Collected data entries
*** Block opens ***

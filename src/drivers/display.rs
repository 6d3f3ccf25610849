//! SH8601 round AMOLED panel (SPI).
//!
//! The panel speaks MIPI DCS: a fixed init table is replayed at power-up,
//! then pixel data goes out through CASET/RASET/RAMWR window writes. No
//! decision logic crosses this boundary.
//!
//! Rendering happens off-screen: widgets are drawn into a [`Frame`] with
//! `embedded-graphics`, then blitted into their window.

use crate::error::Error;
use brewdial::config::SCREEN_SIZE;
use embassy_nrf::gpio::Output;
use embassy_nrf::spim::{self, Spim};
use embassy_time::{Duration, Timer};
use embedded_graphics::pixelcolor::Rgb565;
use embedded_graphics::prelude::*;
use embedded_graphics::Pixel;

// DCS opcodes used by the init table and window writes.
const CMD_SLEEP_OUT: u8 = 0x11;
const CMD_DISPLAY_ON: u8 = 0x29;
const CMD_CASET: u8 = 0x2A;
const CMD_RASET: u8 = 0x2B;
const CMD_RAMWR: u8 = 0x2C;
const CMD_MADCTL: u8 = 0x36;
const CMD_COLMOD: u8 = 0x3A;
const CMD_BRIGHTNESS: u8 = 0x51;

/// Fixed init sequence replayed verbatim after reset: (command, params).
const INIT_TABLE: &[(u8, &[u8])] = &[
    (CMD_MADCTL, &[0x00]),
    (CMD_COLMOD, &[0x55]), // 16-bit RGB565
    (CMD_BRIGHTNESS, &[0xFF]),
];

pub struct Sh8601<'d, T: spim::Instance> {
    spi: Spim<'d, T>,
    cs: Output<'d>,
    dc: Output<'d>,
    rst: Output<'d>,
    backlight: Output<'d>,
}

impl<'d, T: spim::Instance> Sh8601<'d, T> {
    pub fn new(
        spi: Spim<'d, T>,
        cs: Output<'d>,
        dc: Output<'d>,
        rst: Output<'d>,
        backlight: Output<'d>,
    ) -> Self {
        Self {
            spi,
            cs,
            dc,
            rst,
            backlight,
        }
    }

    /// Hardware reset, then replay the init table and switch the panel on.
    pub async fn init(&mut self) -> Result<(), Error> {
        self.rst.set_low();
        Timer::after(Duration::from_millis(10)).await;
        self.rst.set_high();
        Timer::after(Duration::from_millis(120)).await;

        self.command(CMD_SLEEP_OUT, &[]).await?;
        Timer::after(Duration::from_millis(120)).await;

        for (cmd, params) in INIT_TABLE {
            self.command(*cmd, params).await?;
        }
        self.command(CMD_DISPLAY_ON, &[]).await?;

        self.clear(Rgb565::BLACK).await
    }

    /// Backlight on/off.
    pub fn set_backlight(&mut self, on: bool) {
        if on {
            self.backlight.set_high();
        } else {
            self.backlight.set_low();
        }
    }

    /// Blit RGB565 big-endian pixel data into the given window.
    pub async fn blit(
        &mut self,
        x: u16,
        y: u16,
        width: u16,
        height: u16,
        pixels: &[u8],
    ) -> Result<(), Error> {
        self.set_window(x, y, width, height).await?;
        self.command(CMD_RAMWR, pixels).await
    }

    /// Fill the whole panel with one color, streaming a row at a time.
    pub async fn clear(&mut self, color: Rgb565) -> Result<(), Error> {
        let size = SCREEN_SIZE as u16;
        self.set_window(0, 0, size, size).await?;

        let raw = color.into_storage().to_be_bytes();
        let mut row = [0u8; SCREEN_SIZE as usize * 2];
        for chunk in row.chunks_exact_mut(2) {
            chunk.copy_from_slice(&raw);
        }

        self.cs.set_low();
        self.dc.set_low();
        let mut result = self.spi.write(&[CMD_RAMWR]).await;
        if result.is_ok() {
            self.dc.set_high();
            for _ in 0..size {
                result = self.spi.write(&row).await;
                if result.is_err() {
                    break;
                }
            }
        }
        self.cs.set_high();
        result.map_err(|_| Error::Display)
    }

    async fn set_window(&mut self, x: u16, y: u16, width: u16, height: u16) -> Result<(), Error> {
        let x1 = x + width - 1;
        let y1 = y + height - 1;
        self.command(
            CMD_CASET,
            &[(x >> 8) as u8, x as u8, (x1 >> 8) as u8, x1 as u8],
        )
        .await?;
        self.command(
            CMD_RASET,
            &[(y >> 8) as u8, y as u8, (y1 >> 8) as u8, y1 as u8],
        )
        .await
    }

    async fn command(&mut self, cmd: u8, params: &[u8]) -> Result<(), Error> {
        self.cs.set_low();
        self.dc.set_low();
        let mut result = self.spi.write(&[cmd]).await;
        if result.is_ok() && !params.is_empty() {
            self.dc.set_high();
            result = self.spi.write(params).await;
        }
        self.cs.set_high();
        result.map_err(|_| Error::Display)
    }
}

/// Largest widget edge the off-screen frame must hold (the center widget).
pub const FRAME_MAX: usize = 120;

/// Off-screen RGB565 frame, drawn with `embedded-graphics` and blitted
/// through [`Sh8601::blit`]. Stored big-endian, matching the panel.
pub struct Frame {
    buf: [u8; FRAME_MAX * FRAME_MAX * 2],
    width: u32,
    height: u32,
}

impl Frame {
    pub const fn new() -> Self {
        Self {
            buf: [0; FRAME_MAX * FRAME_MAX * 2],
            width: FRAME_MAX as u32,
            height: FRAME_MAX as u32,
        }
    }

    /// Resize the drawing area. Panics if the frame cannot hold it.
    pub fn set_size(&mut self, width: u32, height: u32) {
        assert!(width as usize <= FRAME_MAX && height as usize <= FRAME_MAX);
        self.width = width;
        self.height = height;
    }

    pub fn fill(&mut self, color: Rgb565) {
        let raw = color.into_storage().to_be_bytes();
        let len = self.len();
        for chunk in self.buf[..len].chunks_exact_mut(2) {
            chunk.copy_from_slice(&raw);
        }
    }

    /// Pixel bytes for the current size.
    pub fn data(&self) -> &[u8] {
        &self.buf[..self.len()]
    }

    fn len(&self) -> usize {
        self.width as usize * self.height as usize * 2
    }
}

impl OriginDimensions for Frame {
    fn size(&self) -> Size {
        Size::new(self.width, self.height)
    }
}

impl DrawTarget for Frame {
    type Color = Rgb565;
    type Error = core::convert::Infallible;

    fn draw_iter<I>(&mut self, pixels: I) -> Result<(), Self::Error>
    where
        I: IntoIterator<Item = Pixel<Self::Color>>,
    {
        for Pixel(point, color) in pixels {
            if point.x < 0 || point.y < 0 {
                continue;
            }
            let (x, y) = (point.x as u32, point.y as u32);
            if x >= self.width || y >= self.height {
                continue;
            }
            let i = (y as usize * self.width as usize + x as usize) * 2;
            self.buf[i..i + 2].copy_from_slice(&color.into_storage().to_be_bytes());
        }
        Ok(())
    }
}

*** Block closes ***

### [HOW TO COMPLETE THIS TASK]
Every line from the one with "let i = (y as" to the end of the records above should be returned exactly, and no other lines.

### [RESULT]
            let i = (y as usize * self.width as usize + x as usize) * 2;
            self.buf[i..i + 2].copy_from_slice(&color.into_storage().to_be_bytes());
        }
        Ok(())
    }
}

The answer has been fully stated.